_Source data_.
%%
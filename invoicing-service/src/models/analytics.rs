use chrono::{DateTime, NaiveDate, Utc};
use rust_decimal::Decimal;
use serde::{Deserialize, Serialize};
use sqlx::FromRow;

/// Per-user daily activity rollup. One row per user and day.
#[derive(Debug, Clone, Serialize, Deserialize, FromRow)]
pub struct AnalyticsData {
    pub id: String,
    pub user_id: String,
    pub date: NaiveDate,
    pub invoices_created: i32,
    pub clients_added: i32,
    #[serde(with = "rust_decimal::serde::float")]
    pub revenue_generated: Decimal,
    pub messages_count: i32,
    pub created_at: DateTime<Utc>,
}

/// Increments added to a day's rollup.
#[derive(Debug, Clone, Default, PartialEq)]
pub struct ActivityDelta {
    pub invoices_created: i32,
    pub clients_added: i32,
    pub revenue_generated: Decimal,
    pub messages_count: i32,
}

impl ActivityDelta {
    pub fn invoice(amount: Decimal) -> Self {
        Self {
            invoices_created: 1,
            revenue_generated: amount,
            ..Default::default()
        }
    }

    pub fn client() -> Self {
        Self {
            clients_added: 1,
            ..Default::default()
        }
    }
}
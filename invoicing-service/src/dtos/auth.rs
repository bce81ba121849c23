use serde::{Deserialize, Serialize};
use validator::Validate;

use crate::models::User;

#[derive(Debug, Default, Deserialize, Validate)]
pub struct SyncUserRequest {
    #[serde(default)]
    pub clerk_id: String,
    #[serde(default)]
    pub email: String,
    #[serde(default)]
    pub display_name: String,
    #[serde(default)]
    pub profile_image: String,
}

#[derive(Debug, Serialize)]
pub struct SyncUserResponse {
    pub message: String,
    pub user: User,
    pub is_new: bool,
}

/// Identity provider event, e.g. `{"type": "user.created", "data": {...}}`.
#[derive(Debug, Deserialize)]
pub struct WebhookEvent {
    #[serde(rename = "type")]
    pub event_type: String,
    pub data: WebhookUser,
}

#[derive(Debug, Default, Deserialize)]
pub struct WebhookUser {
    pub id: String,
    #[serde(default)]
    pub first_name: Option<String>,
    #[serde(default)]
    pub last_name: Option<String>,
    #[serde(default)]
    pub image_url: Option<String>,
    #[serde(default)]
    pub primary_email_address_id: Option<String>,
    #[serde(default)]
    pub email_addresses: Vec<WebhookEmail>,
}

#[derive(Debug, Default, Deserialize)]
pub struct WebhookEmail {
    #[serde(default)]
    pub id: String,
    pub email_address: String,
}

impl WebhookUser {
    /// The primary address when flagged, otherwise the first listed.
    pub fn email(&self) -> String {
        self.primary_email_address_id
            .as_deref()
            .and_then(|primary| self.email_addresses.iter().find(|e| e.id == primary))
            .or_else(|| self.email_addresses.first())
            .map(|e| e.email_address.clone())
            .unwrap_or_default()
    }

    pub fn display_name(&self) -> String {
        format!(
            "{} {}",
            self.first_name.as_deref().unwrap_or_default(),
            self.last_name.as_deref().unwrap_or_default()
        )
        .trim()
        .to_string()
    }

    pub fn profile_image(&self) -> String {
        self.image_url.clone().unwrap_or_default()
    }
}
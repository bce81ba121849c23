use serde::{Deserialize, Serialize};
use validator::Validate;

use crate::models::UpdateClient;

#[derive(Debug, Deserialize, Validate)]
pub struct CreateClientRequest {
    #[validate(length(min = 1, max = 255, message = "Client name is required"))]
    pub name: String,
    #[serde(default)]
    #[validate(length(max = 255))]
    pub email: String,
    #[serde(default)]
    pub avatar: String,
    #[serde(default)]
    #[validate(range(min = 0, max = 365))]
    pub payment_delay: i32,
}

#[derive(Debug, Default, Deserialize, Validate)]
pub struct UpdateClientRequest {
    #[validate(length(min = 1, max = 255, message = "Client name cannot be empty"))]
    pub name: Option<String>,
    #[validate(length(max = 255))]
    pub email: Option<String>,
    pub avatar: Option<String>,
    #[validate(range(min = 0, max = 365))]
    pub payment_delay: Option<i32>,
}

impl From<UpdateClientRequest> for UpdateClient {
    fn from(req: UpdateClientRequest) -> Self {
        Self {
            name: req.name,
            email: req.email,
            avatar: req.avatar,
            payment_delay: req.payment_delay,
        }
    }
}

#[derive(Debug, Deserialize)]
pub struct ListClientsQuery {
    pub search: Option<String>,
}

#[derive(Debug, Deserialize)]
pub struct RevenueDataQuery {
    pub months: Option<String>,
}

#[derive(Debug, Serialize)]
pub struct RevenueDataResponse {
    pub client_id: String,
    pub months: usize,
    pub revenue_data: Vec<f64>,
}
%%
_Aim of the exercise_. Whatever appears in the listing above, write it down again exactly.

_The answer_.
filename invoicing-service/src/models/analytics.rs
use chrono::{DateTime, NaiveDate, Utc};
use rust_decimal::Decimal;
use serde::{Deserialize, Serialize};
use sqlx::FromRow;

/// Per-user daily activity rollup. One row per user and day.
#[derive(Debug, Clone, Serialize, Deserialize, FromRow)]
pub struct AnalyticsData {
    pub id: String,
    pub user_id: String,
    pub date: NaiveDate,
    pub invoices_created: i32,
    pub clients_added: i32,
    #[serde(with = "rust_decimal::serde::float")]
    pub revenue_generated: Decimal,
    pub messages_count: i32,
    pub created_at: DateTime<Utc>,
}

/// Increments added to a day's rollup.
#[derive(Debug, Clone, Default, PartialEq)]
pub struct ActivityDelta {
    pub invoices_created: i32,
    pub clients_added: i32,
    pub revenue_generated: Decimal,
    pub messages_count: i32,
}

impl ActivityDelta {
    pub fn invoice(amount: Decimal) -> Self {
        Self {
            invoices_created: 1,
            revenue_generated: amount,
            ..Default::default()
        }
    }

    pub fn client() -> Self {
        Self {
            clients_added: 1,
            ..Default::default()
        }
    }
}
filename invoicing-service/src/dtos/auth.rs
repository bce81ba121849c23
use serde::{Deserialize, Serialize};
use validator::Validate;

use crate::models::User;

#[derive(Debug, Default, Deserialize, Validate)]
pub struct SyncUserRequest {
    #[serde(default)]
    pub clerk_id: String,
    #[serde(default)]
    pub email: String,
    #[serde(default)]
    pub display_name: String,
    #[serde(default)]
    pub profile_image: String,
}

#[derive(Debug, Serialize)]
pub struct SyncUserResponse {
    pub message: String,
    pub user: User,
    pub is_new: bool,
}

/// Identity provider event, e.g. `{"type": "user.created", "data": {...}}`.
#[derive(Debug, Deserialize)]
pub struct WebhookEvent {
    #[serde(rename = "type")]
    pub event_type: String,
    pub data: WebhookUser,
}

#[derive(Debug, Default, Deserialize)]
pub struct WebhookUser {
    pub id: String,
    #[serde(default)]
    pub first_name: Option<String>,
    #[serde(default)]
    pub last_name: Option<String>,
    #[serde(default)]
    pub image_url: Option<String>,
    #[serde(default)]
    pub primary_email_address_id: Option<String>,
    #[serde(default)]
    pub email_addresses: Vec<WebhookEmail>,
}

#[derive(Debug, Default, Deserialize)]
pub struct WebhookEmail {
    #[serde(default)]
    pub id: String,
    pub email_address: String,
}

impl WebhookUser {
    /// The primary address when flagged, otherwise the first listed.
    pub fn email(&self) -> String {
        self.primary_email_address_id
            .as_deref()
            .and_then(|primary| self.email_addresses.iter().find(|e| e.id == primary))
            .or_else(|| self.email_addresses.first())
            .map(|e| e.email_address.clone())
            .unwrap_or_default()
    }

    pub fn display_name(&self) -> String {
        format!(
            "{} {}",
            self.first_name.as_deref().unwrap_or_default(),
            self.last_name.as_deref().unwrap_or_default()
        )
        .trim()
        .to_string()
    }

    pub fn profile_image(&self) -> String {
        self.image_url.clone().unwrap_or_default()
    }
}
repository bce81ba121849c23
use serde::{Deserialize, Serialize};
use validator::Validate;

use crate::models::UpdateClient;

#[derive(Debug, Deserialize, Validate)]
pub struct CreateClientRequest {
    #[validate(length(min = 1, max = 255, message = "Client name is required"))]
    pub name: String,
    #[serde(default)]
    #[validate(length(max = 255))]
    pub email: String,
    #[serde(default)]
    pub avatar: String,
    #[serde(default)]
    #[validate(range(min = 0, max = 365))]
    pub payment_delay: i32,
}

#[derive(Debug, Default, Deserialize, Validate)]
pub struct UpdateClientRequest {
    #[validate(length(min = 1, max = 255, message = "Client name cannot be empty"))]
    pub name: Option<String>,
    #[validate(length(max = 255))]
    pub email: Option<String>,
    pub avatar: Option<String>,
    #[validate(range(min = 0, max = 365))]
    pub payment_delay: Option<i32>,
}

impl From<UpdateClientRequest> for UpdateClient {
    fn from(req: UpdateClientRequest) -> Self {
        Self {
            name: req.name,
            email: req.email,
            avatar: req.avatar,
            payment_delay: req.payment_delay,
        }
    }
}

#[derive(Debug, Deserialize)]
pub struct ListClientsQuery {
    pub search: Option<String>,
}

#[derive(Debug, Deserialize)]
pub struct RevenueDataQuery {
    pub months: Option<String>,
}

#[derive(Debug, Serialize)]
pub struct RevenueDataResponse {
    pub client_id: String,
    pub months: usize,
    pub revenue_data: Vec<f64>,
}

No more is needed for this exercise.